What the task asks: Nothing below is to be printed except the lines between the line holding "pub trait Presenter: Send" and the line holding "line of input.", inclusive, each exactly as it appears.

Data excerpts:
━━━━━━━━━━━━━━━━━━━━━━━━━━━━━━

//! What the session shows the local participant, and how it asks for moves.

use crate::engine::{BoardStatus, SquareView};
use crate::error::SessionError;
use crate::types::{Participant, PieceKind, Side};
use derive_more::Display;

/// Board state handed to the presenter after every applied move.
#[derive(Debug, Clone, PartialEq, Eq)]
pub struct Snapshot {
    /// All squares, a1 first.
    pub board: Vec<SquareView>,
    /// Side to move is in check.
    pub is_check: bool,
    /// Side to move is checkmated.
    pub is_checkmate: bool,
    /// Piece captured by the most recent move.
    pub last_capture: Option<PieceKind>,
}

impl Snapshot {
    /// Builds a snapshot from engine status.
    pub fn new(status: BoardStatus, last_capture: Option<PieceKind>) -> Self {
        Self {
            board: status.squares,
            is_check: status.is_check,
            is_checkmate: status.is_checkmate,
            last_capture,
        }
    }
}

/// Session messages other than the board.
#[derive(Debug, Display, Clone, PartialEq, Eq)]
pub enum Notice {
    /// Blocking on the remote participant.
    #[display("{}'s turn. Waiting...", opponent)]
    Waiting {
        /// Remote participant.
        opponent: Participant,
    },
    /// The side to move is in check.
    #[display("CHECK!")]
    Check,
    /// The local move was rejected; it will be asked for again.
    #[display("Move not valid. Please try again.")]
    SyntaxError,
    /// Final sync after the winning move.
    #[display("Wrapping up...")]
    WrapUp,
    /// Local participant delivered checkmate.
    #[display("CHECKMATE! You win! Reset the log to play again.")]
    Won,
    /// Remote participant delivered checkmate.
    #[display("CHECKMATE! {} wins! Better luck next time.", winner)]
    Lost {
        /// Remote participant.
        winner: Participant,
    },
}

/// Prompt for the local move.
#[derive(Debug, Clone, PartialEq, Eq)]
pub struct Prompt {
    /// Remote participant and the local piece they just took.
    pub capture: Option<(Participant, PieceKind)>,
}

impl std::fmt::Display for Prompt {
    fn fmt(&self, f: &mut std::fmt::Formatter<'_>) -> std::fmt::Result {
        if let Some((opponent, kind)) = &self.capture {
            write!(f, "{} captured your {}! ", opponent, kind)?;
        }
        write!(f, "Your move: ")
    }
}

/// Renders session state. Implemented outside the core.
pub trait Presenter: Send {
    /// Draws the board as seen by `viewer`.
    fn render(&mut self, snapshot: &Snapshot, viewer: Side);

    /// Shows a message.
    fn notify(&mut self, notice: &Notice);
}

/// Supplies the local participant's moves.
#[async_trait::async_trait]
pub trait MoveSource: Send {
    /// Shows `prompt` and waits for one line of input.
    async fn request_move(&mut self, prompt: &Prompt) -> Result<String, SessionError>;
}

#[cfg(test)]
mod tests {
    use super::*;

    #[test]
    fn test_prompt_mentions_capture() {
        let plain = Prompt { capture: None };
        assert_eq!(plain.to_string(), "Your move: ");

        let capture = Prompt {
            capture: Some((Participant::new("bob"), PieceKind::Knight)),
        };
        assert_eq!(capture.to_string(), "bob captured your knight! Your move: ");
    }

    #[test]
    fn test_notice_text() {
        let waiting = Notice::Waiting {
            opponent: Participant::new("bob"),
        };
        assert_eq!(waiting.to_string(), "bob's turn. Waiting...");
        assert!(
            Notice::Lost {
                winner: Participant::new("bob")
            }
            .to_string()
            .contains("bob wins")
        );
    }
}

━━━━━━━━━━━━━━━━━━━━━━━━━━━━━━

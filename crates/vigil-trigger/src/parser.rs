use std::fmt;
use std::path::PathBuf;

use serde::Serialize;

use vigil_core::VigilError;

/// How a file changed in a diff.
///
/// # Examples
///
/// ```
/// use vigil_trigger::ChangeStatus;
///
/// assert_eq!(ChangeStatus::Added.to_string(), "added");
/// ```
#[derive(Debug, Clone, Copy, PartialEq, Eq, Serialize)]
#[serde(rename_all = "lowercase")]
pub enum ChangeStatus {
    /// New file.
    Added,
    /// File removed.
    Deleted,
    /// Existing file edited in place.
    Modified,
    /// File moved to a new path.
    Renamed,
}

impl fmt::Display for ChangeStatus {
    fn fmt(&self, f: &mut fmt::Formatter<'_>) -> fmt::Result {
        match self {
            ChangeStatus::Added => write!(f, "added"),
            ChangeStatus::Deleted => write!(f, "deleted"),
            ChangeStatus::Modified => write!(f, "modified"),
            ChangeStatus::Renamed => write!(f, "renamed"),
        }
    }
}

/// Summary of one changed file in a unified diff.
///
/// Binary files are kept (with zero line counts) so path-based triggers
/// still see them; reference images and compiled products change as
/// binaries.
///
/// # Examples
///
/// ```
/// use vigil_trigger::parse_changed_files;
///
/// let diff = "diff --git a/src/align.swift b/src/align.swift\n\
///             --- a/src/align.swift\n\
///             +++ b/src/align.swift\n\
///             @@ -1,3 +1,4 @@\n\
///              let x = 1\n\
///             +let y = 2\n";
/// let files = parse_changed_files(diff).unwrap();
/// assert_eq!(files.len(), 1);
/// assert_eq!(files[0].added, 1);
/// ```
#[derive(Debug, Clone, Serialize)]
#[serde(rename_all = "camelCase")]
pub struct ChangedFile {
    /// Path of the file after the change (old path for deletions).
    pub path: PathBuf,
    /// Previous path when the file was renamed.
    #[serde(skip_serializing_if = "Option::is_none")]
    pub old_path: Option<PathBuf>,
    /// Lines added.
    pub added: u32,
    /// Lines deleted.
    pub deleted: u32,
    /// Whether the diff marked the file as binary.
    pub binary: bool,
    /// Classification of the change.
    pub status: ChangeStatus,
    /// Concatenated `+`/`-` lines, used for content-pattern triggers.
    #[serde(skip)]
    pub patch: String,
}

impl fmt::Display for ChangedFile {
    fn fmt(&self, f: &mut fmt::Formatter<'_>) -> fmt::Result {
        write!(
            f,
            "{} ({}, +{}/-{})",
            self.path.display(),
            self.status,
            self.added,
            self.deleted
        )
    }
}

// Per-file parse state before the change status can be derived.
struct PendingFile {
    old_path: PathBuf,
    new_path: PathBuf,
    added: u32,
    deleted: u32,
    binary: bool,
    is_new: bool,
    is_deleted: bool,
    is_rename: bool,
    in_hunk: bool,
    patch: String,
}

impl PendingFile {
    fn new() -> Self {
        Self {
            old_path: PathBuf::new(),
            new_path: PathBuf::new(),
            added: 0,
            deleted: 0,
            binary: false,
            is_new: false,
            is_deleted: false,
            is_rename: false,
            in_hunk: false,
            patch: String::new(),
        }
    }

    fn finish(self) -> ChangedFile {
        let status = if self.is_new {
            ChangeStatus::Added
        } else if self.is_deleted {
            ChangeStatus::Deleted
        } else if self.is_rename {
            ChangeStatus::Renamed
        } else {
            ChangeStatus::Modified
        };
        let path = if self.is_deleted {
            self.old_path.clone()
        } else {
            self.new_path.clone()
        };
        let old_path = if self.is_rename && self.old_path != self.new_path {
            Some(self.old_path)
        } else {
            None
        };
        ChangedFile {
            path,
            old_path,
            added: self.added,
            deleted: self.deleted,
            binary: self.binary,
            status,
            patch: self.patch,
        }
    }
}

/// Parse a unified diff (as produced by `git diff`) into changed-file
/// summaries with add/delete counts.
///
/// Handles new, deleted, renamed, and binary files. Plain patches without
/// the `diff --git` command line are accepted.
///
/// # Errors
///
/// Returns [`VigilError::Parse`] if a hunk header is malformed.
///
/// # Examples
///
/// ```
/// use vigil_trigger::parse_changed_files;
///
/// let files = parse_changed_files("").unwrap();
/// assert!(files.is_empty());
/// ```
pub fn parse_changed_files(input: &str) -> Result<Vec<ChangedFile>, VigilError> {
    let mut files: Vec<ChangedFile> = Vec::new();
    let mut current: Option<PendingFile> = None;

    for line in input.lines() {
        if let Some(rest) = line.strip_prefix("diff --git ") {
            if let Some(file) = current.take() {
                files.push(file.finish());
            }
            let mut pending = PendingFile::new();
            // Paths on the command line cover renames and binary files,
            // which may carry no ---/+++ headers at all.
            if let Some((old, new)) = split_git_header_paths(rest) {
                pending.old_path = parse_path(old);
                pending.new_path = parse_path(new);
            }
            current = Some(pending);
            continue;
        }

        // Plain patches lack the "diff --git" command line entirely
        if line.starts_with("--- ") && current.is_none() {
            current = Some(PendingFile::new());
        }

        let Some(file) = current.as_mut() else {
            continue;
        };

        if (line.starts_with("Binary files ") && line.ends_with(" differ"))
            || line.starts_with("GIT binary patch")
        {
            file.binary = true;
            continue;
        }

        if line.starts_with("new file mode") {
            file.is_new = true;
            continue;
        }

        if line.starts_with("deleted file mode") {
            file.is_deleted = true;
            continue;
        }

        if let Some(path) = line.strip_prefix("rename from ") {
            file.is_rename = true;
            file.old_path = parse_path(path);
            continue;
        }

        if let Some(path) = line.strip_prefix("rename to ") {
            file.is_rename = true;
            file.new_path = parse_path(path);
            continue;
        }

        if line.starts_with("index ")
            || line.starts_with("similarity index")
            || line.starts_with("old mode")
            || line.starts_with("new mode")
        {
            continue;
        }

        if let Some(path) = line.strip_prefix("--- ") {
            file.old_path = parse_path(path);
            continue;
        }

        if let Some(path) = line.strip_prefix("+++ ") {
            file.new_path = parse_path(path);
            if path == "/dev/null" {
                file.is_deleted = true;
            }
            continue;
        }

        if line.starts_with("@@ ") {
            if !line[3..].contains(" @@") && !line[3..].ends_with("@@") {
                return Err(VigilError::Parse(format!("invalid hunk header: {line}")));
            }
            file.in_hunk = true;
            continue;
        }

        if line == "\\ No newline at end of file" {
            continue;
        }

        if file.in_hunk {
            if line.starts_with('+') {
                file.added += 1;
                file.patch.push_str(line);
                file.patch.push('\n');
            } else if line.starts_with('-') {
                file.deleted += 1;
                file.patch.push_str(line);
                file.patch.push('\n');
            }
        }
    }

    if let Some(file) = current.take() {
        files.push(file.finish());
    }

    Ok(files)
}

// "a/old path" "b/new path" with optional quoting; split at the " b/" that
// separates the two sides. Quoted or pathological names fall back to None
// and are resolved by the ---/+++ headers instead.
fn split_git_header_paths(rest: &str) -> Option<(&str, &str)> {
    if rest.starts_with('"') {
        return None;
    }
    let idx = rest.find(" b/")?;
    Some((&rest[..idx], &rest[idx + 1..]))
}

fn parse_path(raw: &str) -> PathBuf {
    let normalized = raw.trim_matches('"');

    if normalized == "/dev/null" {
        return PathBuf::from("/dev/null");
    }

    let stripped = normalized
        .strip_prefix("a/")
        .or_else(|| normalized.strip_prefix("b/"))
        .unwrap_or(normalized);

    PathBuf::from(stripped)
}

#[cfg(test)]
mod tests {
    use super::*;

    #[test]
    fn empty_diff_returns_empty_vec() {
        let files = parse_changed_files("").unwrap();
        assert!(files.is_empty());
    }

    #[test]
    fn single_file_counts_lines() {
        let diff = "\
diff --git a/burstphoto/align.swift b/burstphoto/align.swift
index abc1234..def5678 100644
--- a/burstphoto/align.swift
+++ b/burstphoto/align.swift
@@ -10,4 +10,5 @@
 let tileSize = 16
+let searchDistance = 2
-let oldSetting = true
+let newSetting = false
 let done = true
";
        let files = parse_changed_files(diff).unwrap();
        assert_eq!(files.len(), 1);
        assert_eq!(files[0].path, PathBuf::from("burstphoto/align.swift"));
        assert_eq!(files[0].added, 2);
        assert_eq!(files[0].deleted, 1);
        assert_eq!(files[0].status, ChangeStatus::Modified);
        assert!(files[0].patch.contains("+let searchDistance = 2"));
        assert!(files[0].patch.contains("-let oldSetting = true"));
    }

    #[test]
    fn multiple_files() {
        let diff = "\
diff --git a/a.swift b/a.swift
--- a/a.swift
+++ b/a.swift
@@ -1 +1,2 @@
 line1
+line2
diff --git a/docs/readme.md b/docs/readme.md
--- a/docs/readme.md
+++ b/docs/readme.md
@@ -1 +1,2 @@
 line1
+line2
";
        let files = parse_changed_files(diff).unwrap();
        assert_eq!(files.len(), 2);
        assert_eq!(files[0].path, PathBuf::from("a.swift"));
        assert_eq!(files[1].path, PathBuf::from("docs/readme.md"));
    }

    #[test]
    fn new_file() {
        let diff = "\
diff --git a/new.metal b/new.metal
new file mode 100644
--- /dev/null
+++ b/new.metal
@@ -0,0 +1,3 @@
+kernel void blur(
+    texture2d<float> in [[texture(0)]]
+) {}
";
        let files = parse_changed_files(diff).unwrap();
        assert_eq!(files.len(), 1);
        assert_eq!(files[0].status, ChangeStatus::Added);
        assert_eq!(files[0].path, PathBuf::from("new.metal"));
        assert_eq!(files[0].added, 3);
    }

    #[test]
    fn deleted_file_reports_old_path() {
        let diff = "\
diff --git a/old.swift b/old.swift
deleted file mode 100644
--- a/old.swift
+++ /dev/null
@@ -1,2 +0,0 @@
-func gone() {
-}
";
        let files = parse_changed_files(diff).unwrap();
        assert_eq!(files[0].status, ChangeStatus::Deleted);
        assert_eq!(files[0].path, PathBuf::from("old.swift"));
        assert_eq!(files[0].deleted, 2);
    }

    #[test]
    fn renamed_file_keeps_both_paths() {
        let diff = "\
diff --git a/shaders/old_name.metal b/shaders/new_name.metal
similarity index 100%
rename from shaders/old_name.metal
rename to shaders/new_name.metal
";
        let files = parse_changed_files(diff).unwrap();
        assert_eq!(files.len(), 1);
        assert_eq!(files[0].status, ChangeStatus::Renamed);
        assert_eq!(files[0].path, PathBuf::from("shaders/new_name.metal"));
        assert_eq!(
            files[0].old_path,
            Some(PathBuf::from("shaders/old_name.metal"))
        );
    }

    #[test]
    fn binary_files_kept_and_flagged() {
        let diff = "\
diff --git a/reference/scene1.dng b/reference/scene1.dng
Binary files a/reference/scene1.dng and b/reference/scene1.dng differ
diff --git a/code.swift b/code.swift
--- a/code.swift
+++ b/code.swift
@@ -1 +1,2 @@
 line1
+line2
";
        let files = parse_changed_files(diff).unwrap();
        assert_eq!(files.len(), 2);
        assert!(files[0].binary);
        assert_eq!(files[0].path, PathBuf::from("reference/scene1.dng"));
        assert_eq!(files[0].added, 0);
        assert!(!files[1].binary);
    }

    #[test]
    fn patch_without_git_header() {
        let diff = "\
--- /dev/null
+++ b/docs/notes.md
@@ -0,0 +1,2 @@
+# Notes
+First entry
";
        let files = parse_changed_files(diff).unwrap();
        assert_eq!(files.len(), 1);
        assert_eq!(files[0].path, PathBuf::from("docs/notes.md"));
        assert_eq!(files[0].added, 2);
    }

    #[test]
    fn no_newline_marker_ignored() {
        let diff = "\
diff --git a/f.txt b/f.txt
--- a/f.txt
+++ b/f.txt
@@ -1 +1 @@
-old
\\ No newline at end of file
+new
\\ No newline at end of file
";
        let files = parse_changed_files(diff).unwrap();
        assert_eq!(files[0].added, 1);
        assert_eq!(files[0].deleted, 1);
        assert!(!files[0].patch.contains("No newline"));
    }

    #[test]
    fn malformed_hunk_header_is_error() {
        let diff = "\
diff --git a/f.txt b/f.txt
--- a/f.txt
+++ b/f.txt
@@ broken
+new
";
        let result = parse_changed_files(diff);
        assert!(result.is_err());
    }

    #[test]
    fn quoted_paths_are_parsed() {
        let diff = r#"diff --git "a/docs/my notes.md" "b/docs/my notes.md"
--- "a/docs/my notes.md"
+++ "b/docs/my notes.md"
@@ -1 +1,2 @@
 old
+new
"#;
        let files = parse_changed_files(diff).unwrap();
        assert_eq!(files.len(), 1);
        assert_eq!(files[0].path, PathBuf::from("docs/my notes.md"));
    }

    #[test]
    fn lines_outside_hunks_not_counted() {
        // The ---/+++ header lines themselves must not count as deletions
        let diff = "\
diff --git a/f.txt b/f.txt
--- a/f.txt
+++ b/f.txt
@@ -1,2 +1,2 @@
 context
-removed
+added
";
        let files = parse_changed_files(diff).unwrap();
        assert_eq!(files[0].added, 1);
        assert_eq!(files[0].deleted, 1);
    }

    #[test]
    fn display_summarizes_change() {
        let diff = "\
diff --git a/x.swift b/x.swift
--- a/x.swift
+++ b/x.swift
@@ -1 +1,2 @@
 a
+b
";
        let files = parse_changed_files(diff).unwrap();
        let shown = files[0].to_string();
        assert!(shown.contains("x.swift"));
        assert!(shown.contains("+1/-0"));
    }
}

━━━━━━━━━━━━━━━━━━━━━━━━━━━━━━

Solution to this exercise:
pub trait Presenter: Send {
    /// Draws the board as seen by `viewer`.
    fn render(&mut self, snapshot: &Snapshot, viewer: Side);

    /// Shows a message.
    fn notify(&mut self, notice: &Notice);
}

/// Supplies the local participant's moves.
#[async_trait::async_trait]
pub trait MoveSource: Send {
    /// Shows `prompt` and waits for one line of input.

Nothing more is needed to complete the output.